I'll spare you the lengthy account of what it takes to get a pill inside my dog.
3. I voted. My ballot came in the mail and I filled it all in this evening. I put it in its "security sleeve" and then in its mailing envelope. Tomorrow I can just drop it in the mail. I consider it my duty to vote my conscience.
Given my low spirits and general sense of exhaustion, lethargy, and acedia over the past year and more, accomplishing three things is a good sign that perhaps I am climbing out of an emotional hole. Does accomplishing things make me "accomplished"? Mr. Darcy might not think so.
"It is amazing to me," said Bingley, "how young ladies can have patience to be so very accomplished as they all are."
"All young ladies accomplished! My dear Charles, what do you mean?"
"Yes, all of them, I think. They all paint tables, cover screens, and net purses. I scarcely know any one who cannot do all this, and I am sure I never heard a young lady spoken of for the first time, without being informed that she was very accomplished."
"Your list of the common extent of accomplishments," said Darcy, "has too much truth. The word is applied to many a woman who deserves it no otherwise than by netting a purse or covering a screen. But I am very far from agreeing with you in your estimation of ladies in general. I cannot boast of knowing more than half a dozen, in the whole range of my acquaintance, that are really accomplished."

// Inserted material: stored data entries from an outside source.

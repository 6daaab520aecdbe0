//! Paint model shared between the clock face and the rasterizer.
//!
//! Scope: color representation (linear premultiplied alpha) and opacity.
//! Geometry types remain in `coords`.

pub mod color;

pub use color::Color;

"Nor I, I am sure," said Miss Bingley.
"Then," observed Elizabeth, "you must comprehend a great deal in your idea of an accomplished woman."
"Yes, I do comprehend a great deal in it."
"Oh! certainly," cried his faithful assistant, "no one can be really esteemed accomplished who does not greatly surpass what is usually met with. A woman must have a thorough knowledge of music, singing, drawing, dancing, and the modern languages, to deserve the word; and besides all this, she must possess a certain something in her air and manner of walking, the tone of her voice, her address and expressions, or the word will be but half deserved."
"All this she must possess," added Darcy, "and to all this she must yet add something more substantial, in the improvement of her mind by extensive reading."
"I am no longer surprised at your knowing only six accomplished women. I rather wonder now at your knowing any."
"Are you so severe upon your own sex as to doubt the possibility of all this?"
"I never saw such a woman. I never saw such capacity, and taste, and application, and elegance, as you describe united."
Mrs. Hurst and Miss Bingley both cried out against the injustice of her implied doubt, and were both protesting that they knew many women who answered this description, when Mr. Hurst called them to order, with bitter complaints of their inattention to what was going forward. As all conversation was thereby at an end, Elizabeth soon afterwards left the room.
"Eliza Bennet," said Miss Bingley, when the door was closed on her, "is one of those young ladies who seek to recommend themselves to the other sex by undervaluing their own; and with many men, I dare say, it succeeds. But, in my opinion, it is a paltry device, a very mean art."
"Undoubtedly," replied Darcy, to whom this remark was chiefly addressed, "there is meanness in all the arts which ladies sometimes condescend to employ for captivation. Whatever bears affinity to cunning is despicable."
Miss Bingley was not so entirely satisfied with this reply as to continue the subject.